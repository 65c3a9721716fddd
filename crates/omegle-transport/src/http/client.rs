//! HTTP transport client implementation
//!
//! Implements the Transport trait on top of a pooled reqwest client. Requests
//! are sent exactly once; the chat service treats a missed poll as harmless
//! and the next poll serves as the retry.

use crate::error::{Result, TransportError};
use crate::traits::{HttpRequest, HttpResponse, Transport};
use async_trait::async_trait;
use reqwest::Client as ReqwestClient;
use std::collections::HashMap;
use std::sync::Arc;
use std::time::Duration;
use tracing::trace;

/// HTTP transport implementation
///
/// Handles HTTP requests with:
/// - Connection pooling
/// - Request and connect timeouts
#[derive(Clone, Debug)]
pub struct HttpTransport {
    client: Arc<ReqwestClient>,
    timeout: Duration,
}

impl HttpTransport {
    /// Create a new HTTP transport with default configuration
    pub fn new() -> Result<Self> {
        Self::with_config(Default::default())
    }

    /// Create a new HTTP transport with custom configuration
    pub fn with_config(config: HttpTransportConfig) -> Result<Self> {
        let client = ReqwestClient::builder()
            .timeout(config.timeout)
            .connect_timeout(config.connect_timeout)
            .pool_max_idle_per_host(config.pool_max_idle_per_host)
            .build()
            .map_err(|e| TransportError::Connection(e.to_string()))?;

        Ok(Self {
            client: Arc::new(client),
            timeout: config.timeout,
        })
    }

    /// Request timeout applied to every call
    pub fn timeout(&self) -> Duration {
        self.timeout
    }
}

#[async_trait]
impl Transport for HttpTransport {
    async fn send_http(&self, request: HttpRequest) -> Result<HttpResponse> {
        let method = match request.method.to_uppercase().as_str() {
            "GET" => reqwest::Method::GET,
            "POST" => reqwest::Method::POST,
            _ => {
                return Err(TransportError::InvalidRequest(format!(
                    "Unsupported HTTP method: {}",
                    request.method
                )));
            }
        };

        let mut req = self.client.request(method, &request.url);

        // Add headers
        for (key, value) in &request.headers {
            req = req.header(key.as_str(), value.as_str());
        }

        // Add body if present
        if let Some(body) = request.body {
            req = req.body(body);
        }

        let response = req.send().await?;

        let status = response.status().as_u16();
        let mut headers = HashMap::new();

        // Collect headers
        for (key, value) in response.headers() {
            if let Ok(v) = value.to_str() {
                headers.insert(key.to_string(), v.to_string());
            }
        }

        // Collect body
        let body = response.bytes().await?.to_vec();

        trace!(url = %request.url, status, body_size = body.len(), "HTTP exchange complete");

        Ok(HttpResponse {
            status,
            headers,
            body,
        })
    }
}

/// HTTP transport configuration
#[derive(Clone, Debug)]
pub struct HttpTransportConfig {
    /// Request timeout
    pub timeout: Duration,

    /// Connection timeout
    pub connect_timeout: Duration,

    /// Maximum idle connections per host
    pub pool_max_idle_per_host: usize,
}

impl Default for HttpTransportConfig {
    fn default() -> Self {
        Self {
            timeout: Duration::from_secs(60),
            connect_timeout: Duration::from_secs(10),
            pool_max_idle_per_host: 4,
        }
    }
}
++++
▶ _Aim of the task_
The answer must be a word-for-word restatement of the records.

▶ _Worked solution_
repository 65c3a9721716fddd
filename crates/omegle-transport/src/http/client.rs
//! HTTP transport client implementation
//!
//! Implements the Transport trait on top of a pooled reqwest client. Requests
//! are sent exactly once; the chat service treats a missed poll as harmless
//! and the next poll serves as the retry.

use crate::error::{Result, TransportError};
use crate::traits::{HttpRequest, HttpResponse, Transport};
use async_trait::async_trait;
use reqwest::Client as ReqwestClient;
use std::collections::HashMap;
use std::sync::Arc;
use std::time::Duration;
use tracing::trace;

/// HTTP transport implementation
///
/// Handles HTTP requests with:
/// - Connection pooling
/// - Request and connect timeouts
#[derive(Clone, Debug)]
pub struct HttpTransport {
    client: Arc<ReqwestClient>,
    timeout: Duration,
}

impl HttpTransport {
    /// Create a new HTTP transport with default configuration
    pub fn new() -> Result<Self> {
        Self::with_config(Default::default())
    }

    /// Create a new HTTP transport with custom configuration
    pub fn with_config(config: HttpTransportConfig) -> Result<Self> {
        let client = ReqwestClient::builder()
            .timeout(config.timeout)
            .connect_timeout(config.connect_timeout)
            .pool_max_idle_per_host(config.pool_max_idle_per_host)
            .build()
            .map_err(|e| TransportError::Connection(e.to_string()))?;

        Ok(Self {
            client: Arc::new(client),
            timeout: config.timeout,
        })
    }

    /// Request timeout applied to every call
    pub fn timeout(&self) -> Duration {
        self.timeout
    }
}

#[async_trait]
impl Transport for HttpTransport {
    async fn send_http(&self, request: HttpRequest) -> Result<HttpResponse> {
        let method = match request.method.to_uppercase().as_str() {
            "GET" => reqwest::Method::GET,
            "POST" => reqwest::Method::POST,
            _ => {
                return Err(TransportError::InvalidRequest(format!(
                    "Unsupported HTTP method: {}",
                    request.method
                )));
            }
        };

        let mut req = self.client.request(method, &request.url);

        // Add headers
        for (key, value) in &request.headers {
            req = req.header(key.as_str(), value.as_str());
        }

        // Add body if present
        if let Some(body) = request.body {
            req = req.body(body);
        }

        let response = req.send().await?;

        let status = response.status().as_u16();
        let mut headers = HashMap::new();

        // Collect headers
        for (key, value) in response.headers() {
            if let Ok(v) = value.to_str() {
                headers.insert(key.to_string(), v.to_string());
            }
        }

        // Collect body
        let body = response.bytes().await?.to_vec();

        trace!(url = %request.url, status, body_size = body.len(), "HTTP exchange complete");

        Ok(HttpResponse {
            status,
            headers,
            body,
        })
    }
}

/// HTTP transport configuration
#[derive(Clone, Debug)]
pub struct HttpTransportConfig {
    /// Request timeout
    pub timeout: Duration,

    /// Connection timeout
    pub connect_timeout: Duration,

    /// Maximum idle connections per host
    pub pool_max_idle_per_host: usize,
}

impl Default for HttpTransportConfig {
    fn default() -> Self {
        Self {
            timeout: Duration::from_secs(60),
            connect_timeout: Duration::from_secs(10),
            pool_max_idle_per_host: 4,
        }
    }
}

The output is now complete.